Two years ago, we launched the OLIVPREM18 project. Our aim is to continue to improve the quality of our early harvest oils, with innovative techniques that allow us a better management of the olives during the first days of the campaign. One of them is the cooling of the olive with a cryogenic tunnel.

Early collection needs

At that time of year (October), the limitation of not being allowed to carry out night harvesting means being exposed to high ambient temperatures, so it is necessary to find solutions to help alleviate this effect. Tubular heat exchangers have long been used in the milling sector to cool the paste, but we consider that some of the damage to the aromas and minor components of the olives is already done when it has been “hot” ground. For this reason, at the beginning of the project we were looking for equipment that would allow us to cool the olive continuously before it passed through the mill. In this way we minimize the effect of the increase in temperature that the grinding itself entails, by doing it with a much colder olive. Subsequent malaxing and centrifugation processes are carried out without adding water or heating the paste.
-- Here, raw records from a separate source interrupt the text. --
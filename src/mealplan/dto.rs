use serde::{Deserialize, Serialize};
use uuid::Uuid;

use crate::repo::{Ingredient, WeekMeals};

pub fn default_user() -> String {
    "me".to_string()
}

#[derive(Debug, Deserialize)]
#[serde(rename_all = "camelCase")]
pub struct WeekQuery {
    pub week_start: String,
    #[serde(default = "default_user")]
    pub user_id: String,
}

/// PUT /mealplan body. The frontend sends camelCase, older clients snake_case.
#[derive(Debug, Deserialize)]
#[serde(rename_all = "camelCase")]
pub struct SavePlanRequest {
    #[serde(default = "default_user", alias = "user_id")]
    pub user_id: String,
    #[serde(alias = "week_start")]
    pub week_start: String,
    #[serde(default)]
    pub meals: WeekMeals,
}

#[derive(Debug, Serialize)]
pub struct SavePlanResponse {
    pub status: &'static str,
    pub modified: u64,
    pub entries_saved: usize,
}

#[derive(Debug, Deserialize)]
#[serde(rename_all = "camelCase")]
pub struct CopyPlanRequest {
    #[serde(default = "default_user", alias = "user_id")]
    pub user_id: String,
    #[serde(alias = "from_week_start")]
    pub from_week_start: String,
    #[serde(alias = "to_week_start")]
    pub to_week_start: String,
}

#[derive(Debug, Serialize)]
#[serde(rename_all = "camelCase")]
pub struct CopyPlanResponse {
    pub user_id: String,
    pub week_start: String,
    pub meals: WeekMeals,
    pub id: Uuid,
    pub status: &'static str,
}

#[derive(Debug, Serialize)]
pub struct MessageResponse {
    pub message: &'static str,
}

#[derive(Debug, Deserialize)]
#[serde(rename_all = "camelCase")]
pub struct CustomRecipeRequest {
    #[serde(default = "default_user", alias = "user_id")]
    pub user_id: String,
    pub name: String,
    #[serde(default)]
    pub ingredients: Vec<Ingredient>,
    #[serde(default)]
    pub instructions: Option<String>,
    #[serde(default)]
    pub image: Option<String>,
    #[serde(default)]
    pub category: Option<String>,
}

#[derive(Debug, Serialize)]
pub struct InsertedResponse {
    pub inserted_id: String,
}

#[derive(Debug, Serialize)]
pub struct SuggestedRecipeView {
    pub id: Uuid,
    pub name: String,
    pub image: Option<String>,
    pub ingredients: Vec<Ingredient>,
    pub matched_items: Vec<String>,
    pub missing_items: Vec<String>,
    pub match_pct: f64,
}

#[derive(Debug, Deserialize)]
#[serde(rename_all = "camelCase")]
pub struct SaveTemplateRequest {
    #[serde(default = "default_user", alias = "user_id")]
    pub user_id: String,
    #[serde(default)]
    pub name: Option<String>,
    #[serde(default)]
    pub meals: Option<WeekMeals>,
}

#[derive(Debug, Serialize)]
pub struct SaveTemplateResponse {
    pub id: String,
    pub status: &'static str,
}

#[derive(Debug, Deserialize)]
#[serde(rename_all = "camelCase")]
pub struct TemplateQuery {
    #[serde(default = "default_user")]
    pub user_id: String,
}

#[derive(Debug, Deserialize)]
#[serde(rename_all = "camelCase")]
pub struct ApplyTemplateRequest {
    #[serde(alias = "template_id")]
    pub template_id: String,
    #[serde(default = "default_user", alias = "user_id")]
    pub user_id: String,
    #[serde(alias = "week_start")]
    pub week_start: String,
}

#[derive(Debug, Serialize)]
pub struct ApplyTemplateResponse {
    pub status: &'static str,
    pub message: String,
    pub warnings: Vec<String>,
}

#[derive(Debug, Serialize)]
pub struct DeleteTemplateResponse {
    pub status: &'static str,
    pub id: String,
}
//! Reminder reconciliation: keeps timed meal-reminder notifications in step
//! with the current meal entries. One loop per process, spawned at startup.

use std::sync::Arc;
use std::time::Duration;

use time::macros::time;
use time::{Duration as TimeDuration, OffsetDateTime, PrimitiveDateTime, Time};
use tracing::{debug, error, warn};
use uuid::Uuid;

use crate::mealplan::week;
use crate::repo::{kinds, MealEntry, MealEntryRepo, Notification, NotificationRepo, Repos};

/// Meals without an explicit time are assumed to be at noon.
pub const DEFAULT_MEAL_TIME: Time = time!(12:00);

#[derive(Debug, Clone, Copy, PartialEq, Eq)]
pub enum ReminderLabel {
    DayBefore,
    HourBefore,
}

impl ReminderLabel {
    pub const ALL: [ReminderLabel; 2] = [ReminderLabel::DayBefore, ReminderLabel::HourBefore];

    pub fn as_str(self) -> &'static str {
        match self {
            ReminderLabel::DayBefore => "1 day before",
            ReminderLabel::HourBefore => "1 hour before",
        }
    }

    fn lead(self) -> TimeDuration {
        match self {
            ReminderLabel::DayBefore => TimeDuration::days(1),
            ReminderLabel::HourBefore => TimeDuration::hours(1),
        }
    }
}

fn parse_meal_time(raw: &str) -> Option<Time> {
    let (hour, minute) = raw.split_once(':')?;
    Time::from_hms(hour.trim().parse().ok()?, minute.trim().parse().ok()?, 0).ok()
}

/// The instant the meal happens, in UTC. A missing or malformed `meal.time`
/// falls back to noon rather than dropping the entry.
pub fn meal_datetime(entry: &MealEntry) -> OffsetDateTime {
    let meal_time = entry
        .meal
        .time
        .as_deref()
        .and_then(parse_meal_time)
        .unwrap_or(DEFAULT_MEAL_TIME);
    PrimitiveDateTime::new(entry.date, meal_time).assume_utc()
}

pub struct ReminderReconciler {
    entries: Arc<dyn MealEntryRepo>,
    notifications: Arc<dyn NotificationRepo>,
    poll_interval: Duration,
}

impl ReminderReconciler {
    pub fn new(repos: &Repos, poll_secs: u64) -> Self {
        Self {
            entries: repos.entries.clone(),
            notifications: repos.notifications.clone(),
            poll_interval: Duration::from_secs(poll_secs),
        }
    }

    /// Run the loop forever. A failed cycle is logged and the next tick tries
    /// again; nothing stops the loop short of process shutdown.
    pub fn spawn(self) -> tokio::task::JoinHandle<()> {
        tokio::spawn(async move {
            let mut ticker = tokio::time::interval(self.poll_interval);
            ticker.set_missed_tick_behavior(tokio::time::MissedTickBehavior::Delay);
            loop {
                ticker.tick().await;
                if let Err(e) = self.run_cycle(OffsetDateTime::now_utc()).await {
                    error!(error = %e, "reminder reconciliation cycle failed");
                }
            }
        })
    }

    /// One reconciliation pass at instant `now`: ensure reminders for every
    /// upcoming entry, then reclaim reminders whose entry is gone.
    pub async fn run_cycle(&self, now: OffsetDateTime) -> anyhow::Result<()> {
        let upcoming = self.entries.list_from(now.date()).await?;
        for entry in &upcoming {
            if let Err(e) = self.reconcile_entry(entry, now).await {
                // One bad entry must not starve the rest of the scan.
                warn!(entry_id = %entry.id, error = %e, "skipping meal entry");
            }
        }
        self.collect_orphans().await?;
        Ok(())
    }

    async fn reconcile_entry(&self, entry: &MealEntry, now: OffsetDateTime) -> anyhow::Result<()> {
        let meal_at = meal_datetime(entry);
        let meal_name = entry.meal.name.as_deref().unwrap_or("Meal");

        for label in ReminderLabel::ALL {
            let send_at = meal_at - label.lead();
            if send_at <= now {
                continue;
            }
            let inserted = self
                .notifications
                .insert_reminder(&Notification {
                    id: Uuid::new_v4(),
                    user_id: Some(entry.user_id.clone()),
                    kind: kinds::MEAL_REMINDER.to_string(),
                    title: format!("Meal reminder: {meal_name}"),
                    message: format!(
                        "{} on {} ({})",
                        week::title_case(&entry.slot),
                        entry.day,
                        label.as_str()
                    ),
                    created_at: now,
                    send_at: Some(send_at),
                    meal_entry_id: Some(entry.id),
                    notif_label: Some(label.as_str().to_string()),
                    is_read: false,
                    show_action: false,
                })
                .await?;
            if inserted {
                debug!(entry_id = %entry.id, label = label.as_str(), "reminder scheduled");
            }
        }
        Ok(())
    }

    /// Reminders whose source entry no longer exists are stale: the meal was
    /// removed from its plan after the reminder was created.
    async fn collect_orphans(&self) -> anyhow::Result<()> {
        for (notification_id, entry_id) in self.notifications.list_entry_linked().await? {
            if !self.entries.exists(entry_id).await? {
                self.notifications.delete(notification_id).await?;
                debug!(%notification_id, %entry_id, "stale reminder removed");
            }
        }
        Ok(())
    }
}

#[cfg(test)]
mod tests {
    use super::*;
    use crate::repo::{MealSlot, Repos};
    use time::macros::{date, datetime};
    use time::Date;

    fn reconciler(repos: &Repos) -> ReminderReconciler {
        ReminderReconciler::new(repos, 300)
    }

    async fn insert_entry(repos: &Repos, date: Date, meal_time: Option<&str>) -> MealEntry {
        let entry = MealEntry {
            id: Uuid::new_v4(),
            user_id: "me".to_string(),
            week_start: week::monday_of(date),
            day: "tuesday".to_string(),
            slot: "dinner".to_string(),
            date,
            meal: MealSlot {
                name: Some("Stew".to_string()),
                time: meal_time.map(str::to_string),
                ..Default::default()
            },
            created_at: datetime!(2025-06-01 00:00 UTC),
        };
        repos.entries.insert_many(std::slice::from_ref(&entry)).await.unwrap();
        entry
    }

    fn reminders(all: &[Notification]) -> Vec<&Notification> {
        all.iter().filter(|n| n.meal_entry_id.is_some()).collect()
    }

    #[tokio::test]
    async fn cycle_schedules_both_reminders_with_exact_instants() {
        let repos = Repos::in_memory();
        let entry = insert_entry(&repos, date!(2025 - 06 - 10), Some("18:00")).await;

        reconciler(&repos)
            .run_cycle(datetime!(2025-06-08 10:00 UTC))
            .await
            .unwrap();

        let all = repos.notifications.list_desc().await.unwrap();
        let created = reminders(&all);
        assert_eq!(created.len(), 2);

        let day_before = created
            .iter()
            .find(|n| n.notif_label.as_deref() == Some("1 day before"))
            .unwrap();
        assert_eq!(day_before.send_at, Some(datetime!(2025-06-09 18:00 UTC)));
        assert_eq!(day_before.meal_entry_id, Some(entry.id));
        assert_eq!(day_before.title, "Meal reminder: Stew");
        assert_eq!(day_before.message, "Dinner on tuesday (1 day before)");

        let hour_before = created
            .iter()
            .find(|n| n.notif_label.as_deref() == Some("1 hour before"))
            .unwrap();
        assert_eq!(hour_before.send_at, Some(datetime!(2025-06-10 17:00 UTC)));
    }

    #[tokio::test]
    async fn past_instants_are_never_scheduled() {
        let repos = Repos::in_memory();
        insert_entry(&repos, date!(2025 - 06 - 10), Some("18:00")).await;

        // Both candidates (06-09 18:00 and 06-10 17:00) are already behind.
        reconciler(&repos)
            .run_cycle(datetime!(2025-06-10 17:30 UTC))
            .await
            .unwrap();

        assert!(repos.notifications.list_desc().await.unwrap().is_empty());
    }

    #[tokio::test]
    async fn repeated_cycles_never_duplicate_reminders() {
        let repos = Repos::in_memory();
        insert_entry(&repos, date!(2025 - 06 - 10), Some("18:00")).await;

        let r = reconciler(&repos);
        for _ in 0..3 {
            r.run_cycle(datetime!(2025-06-08 10:00 UTC)).await.unwrap();
        }

        let all = repos.notifications.list_desc().await.unwrap();
        assert_eq!(reminders(&all).len(), 2);
    }

    #[tokio::test]
    async fn missing_or_malformed_meal_time_defaults_to_noon() {
        let repos = Repos::in_memory();
        insert_entry(&repos, date!(2025 - 06 - 10), None).await;
        let now = datetime!(2025-06-08 10:00 UTC);

        reconciler(&repos).run_cycle(now).await.unwrap();

        let all = repos.notifications.list_desc().await.unwrap();
        let day_before = all
            .iter()
            .find(|n| n.notif_label.as_deref() == Some("1 day before"))
            .unwrap();
        assert_eq!(day_before.send_at, Some(datetime!(2025-06-09 12:00 UTC)));

        let entry = MealEntry {
            meal: MealSlot {
                time: Some("late-ish".to_string()),
                ..Default::default()
            },
            ..insert_entry(&repos, date!(2025 - 06 - 12), None).await
        };
        assert_eq!(meal_datetime(&entry), datetime!(2025-06-12 12:00 UTC));
    }

    #[tokio::test]
    async fn entries_before_today_are_not_scanned() {
        let repos = Repos::in_memory();
        insert_entry(&repos, date!(2025 - 06 - 01), Some("18:00")).await;

        reconciler(&repos)
            .run_cycle(datetime!(2025-06-08 10:00 UTC))
            .await
            .unwrap();

        assert!(repos.notifications.list_desc().await.unwrap().is_empty());
    }

    #[tokio::test]
    async fn gc_removes_reminders_for_deleted_entries() {
        let repos = Repos::in_memory();
        let entry = insert_entry(&repos, date!(2025 - 06 - 10), Some("18:00")).await;
        let r = reconciler(&repos);
        let now = datetime!(2025-06-08 10:00 UTC);

        r.run_cycle(now).await.unwrap();
        assert_eq!(reminders(&repos.notifications.list_desc().await.unwrap()).len(), 2);

        // The plan (and with it the projected entries) goes away.
        repos.entries.delete_week(&entry.user_id, entry.week_start).await.unwrap();
        r.run_cycle(now).await.unwrap();

        assert!(reminders(&repos.notifications.list_desc().await.unwrap()).is_empty());
    }

    #[tokio::test]
    async fn gc_keeps_reminders_for_live_entries() {
        let repos = Repos::in_memory();
        insert_entry(&repos, date!(2025 - 06 - 10), Some("18:00")).await;
        let r = reconciler(&repos);
        let now = datetime!(2025-06-08 10:00 UTC);

        r.run_cycle(now).await.unwrap();
        r.run_cycle(now).await.unwrap();

        assert_eq!(reminders(&repos.notifications.list_desc().await.unwrap()).len(), 2);
    }

    #[tokio::test]
    async fn gc_ignores_announcements_without_entry_references() {
        let repos = Repos::in_memory();
        repos
            .notifications
            .insert(&Notification {
                id: Uuid::new_v4(),
                user_id: Some("me".to_string()),
                kind: kinds::MEAL_REMINDER.to_string(),
                title: "Upcoming meal: Stew".to_string(),
                message: "Dinner on tuesday is planned.".to_string(),
                created_at: datetime!(2025-06-01 00:00 UTC),
                send_at: None,
                meal_entry_id: None,
                notif_label: None,
                is_read: false,
                show_action: false,
            })
            .await
            .unwrap();

        reconciler(&repos)
            .run_cycle(datetime!(2025-06-08 10:00 UTC))
            .await
            .unwrap();

        assert_eq!(repos.notifications.list_desc().await.unwrap().len(), 1);
    }
}
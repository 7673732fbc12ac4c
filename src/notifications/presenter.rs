//! Client-facing decoration of stored notifications. All type normalization
//! and action-label rules live here; nothing else in the crate maps
//! notification kinds to UI strings.

use serde::Serialize;
use time::OffsetDateTime;
use uuid::Uuid;

use crate::repo::{kinds, Notification};

#[derive(Debug, Serialize)]
pub struct NotificationView {
    pub id: Uuid,
    pub user_id: Option<String>,
    #[serde(rename = "type")]
    pub kind: String,
    pub title: String,
    pub message: String,
    pub created_at: OffsetDateTime,
    pub send_at: Option<OffsetDateTime>,
    pub notif_label: Option<String>,
    pub is_read: bool,
    pub show_action: bool,
    pub action_label: Option<&'static str>,
    pub action_link: Option<&'static str>,
}

/// Normalized display type: timed and planned meal notifications both surface
/// as "meal"; expiry-themed titles override to "inventory".
fn display_kind(kind: &str, title_lower: &str) -> String {
    let mut display = if kind == kinds::MEAL_REMINDER {
        "meal".to_string()
    } else {
        kind.to_string()
    };
    if title_lower.contains("expiring") || title_lower.contains("expired") {
        display = kinds::INVENTORY.to_string();
    }
    display
}

pub fn decorate(notification: Notification) -> NotificationView {
    let title_lower = notification.title.to_lowercase();
    let kind = display_kind(&notification.kind, &title_lower);

    let mut show_action = true;
    if title_lower.contains("deleted") || title_lower.contains("removed") {
        show_action = false;
    }
    // Upcoming-meal announcements are informational; no button.
    if kind == "meal" && title_lower.contains("upcoming") {
        show_action = false;
    }

    let (action_label, action_link): (Option<&'static str>, Option<&'static str>) =
        match kind.as_str() {
            kinds::INVENTORY
                if ["added", "updated", "expiring", "expired"]
                    .iter()
                    .any(|k| title_lower.contains(k)) =>
            {
                (Some("View Item"), Some("/inventory?action=view"))
            }
            kinds::INVENTORY => (None, None),
            kinds::DONATION if title_lower.contains("donated") => {
                (Some("View Donation"), Some("/inventory?action=donations"))
            }
            kinds::DONATION => (None, None),
            "meal" => (None, None),
            _ => (Some("Learn More"), None),
        };

    if action_label.is_none() {
        show_action = false;
    }

    NotificationView {
        id: notification.id,
        user_id: notification.user_id,
        kind,
        title: notification.title,
        message: notification.message,
        created_at: notification.created_at,
        send_at: notification.send_at,
        notif_label: notification.notif_label,
        is_read: notification.is_read,
        show_action,
        action_label,
        action_link,
    }
}

#[cfg(test)]
mod tests {
    use super::*;
    use time::macros::datetime;

    fn notification(kind: &str, title: &str) -> Notification {
        Notification {
            id: Uuid::new_v4(),
            user_id: Some("me".to_string()),
            kind: kind.to_string(),
            title: title.to_string(),
            message: String::new(),
            created_at: datetime!(2025-06-01 00:00 UTC),
            send_at: None,
            meal_entry_id: None,
            notif_label: None,
            is_read: false,
            show_action: false,
        }
    }

    #[test]
    fn meal_reminders_surface_as_meal_without_action() {
        let view = decorate(notification(kinds::MEAL_REMINDER, "Upcoming meal: Stew"));
        assert_eq!(view.kind, "meal");
        assert!(!view.show_action);
        assert!(view.action_label.is_none());
    }

    #[test]
    fn expiry_titles_override_to_inventory_with_action() {
        let view = decorate(notification(kinds::SYSTEM, "Milk is expiring soon"));
        assert_eq!(view.kind, "inventory");
        assert!(view.show_action);
        assert_eq!(view.action_label, Some("View Item"));
        assert_eq!(view.action_link, Some("/inventory?action=view"));
    }

    #[test]
    fn donation_notifications_link_to_the_donation_list() {
        let view = decorate(notification(kinds::DONATION, "Item donated: Rice"));
        assert_eq!(view.action_label, Some("View Donation"));
        assert!(view.show_action);
    }

    #[test]
    fn deletions_never_show_an_action() {
        let view = decorate(notification(kinds::INVENTORY, "Item removed: expired Milk"));
        assert!(!view.show_action);
    }

    #[test]
    fn system_notifications_offer_learn_more() {
        let view = decorate(notification(kinds::SYSTEM, "Welcome to EcoEats"));
        assert_eq!(view.kind, "system");
        assert_eq!(view.action_label, Some("Learn More"));
        assert!(view.action_link.is_none());
        assert!(view.show_action);
    }
}
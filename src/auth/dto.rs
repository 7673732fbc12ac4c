use jsonwebtoken::{DecodingKey, EncodingKey};
use serde::{Deserialize, Serialize};
use std::time::Duration;
use uuid::Uuid;

/// Token type used to distinguish Access and Refresh JWTs.
#[derive(Debug, Serialize, Deserialize, Clone, Copy, PartialEq, Eq)]
#[serde(rename_all = "lowercase")]
pub enum TokenKind {
    #[serde(alias = "Access")]
    Access,
    #[serde(alias = "Refresh")]
    Refresh,
}

/// Standard JWT claims used in the app.
#[derive(Debug, Serialize, Deserialize, Clone)]
pub struct Claims {
    pub sub: Uuid,       // user ID
    pub exp: usize,      // expiration time
    pub iat: usize,      // issued at
    pub iss: String,     // issuer
    pub aud: String,     // audience
    pub kind: TokenKind, // access or refresh
}

/// Holds JWT signing and verification keys with config data.
#[derive(Clone)]
pub struct JwtKeys {
    pub encoding: EncodingKey,
    pub decoding: DecodingKey,
    pub issuer: String,
    pub audience: String,
    pub access_ttl: Duration,
    pub refresh_ttl: Duration,
}

/// Request body for household registration.
#[derive(Debug, Deserialize)]
pub struct RegisterRequest {
    pub email: String,
    pub password: String,
    #[serde(default)]
    pub full_name: String,
    #[serde(default)]
    pub house_size: Option<i32>,
}

/// Request body for login.
#[derive(Debug, Deserialize)]
pub struct LoginRequest {
    pub email: String,
    pub password: String,
}

/// Request body for token refresh.
#[derive(Debug, Deserialize)]
pub struct RefreshRequest {
    pub refresh_token: String,
}

/// Response returned after login, register or refresh.
#[derive(Debug, Serialize)]
pub struct AuthResponse {
    pub access_token: String,
    pub refresh_token: String,
    pub user: PublicUser,
}

/// Public part of the household user returned to the client.
#[derive(Debug, Serialize)]
pub struct PublicUser {
    pub id: Uuid,
    pub email: String,
    pub full_name: String,
    pub house_size: Option<i32>,
}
We look for significant results between samples made using the usual techniques and those in which new technology has been applied. To do this, we are carrying out organoleptic and physicochemical analyses thus checking the influence of the techniques used in the final product. We rely on the collaboration of the tasting panel of the D.O. Montes de Toledo and the scientific and analytical support of the Department of Analytical Chemistry and Food Technology of the University of Castilla-La Mancha.

R&D&I under usual working conditions

We are carrying out the project on an industrial scale, without interfering with the normal functioning of the mill, which is a great challenge because of the complexity involved. After the first analyses, we are confident that we will be able to achieve conclusive results at the completion of the project.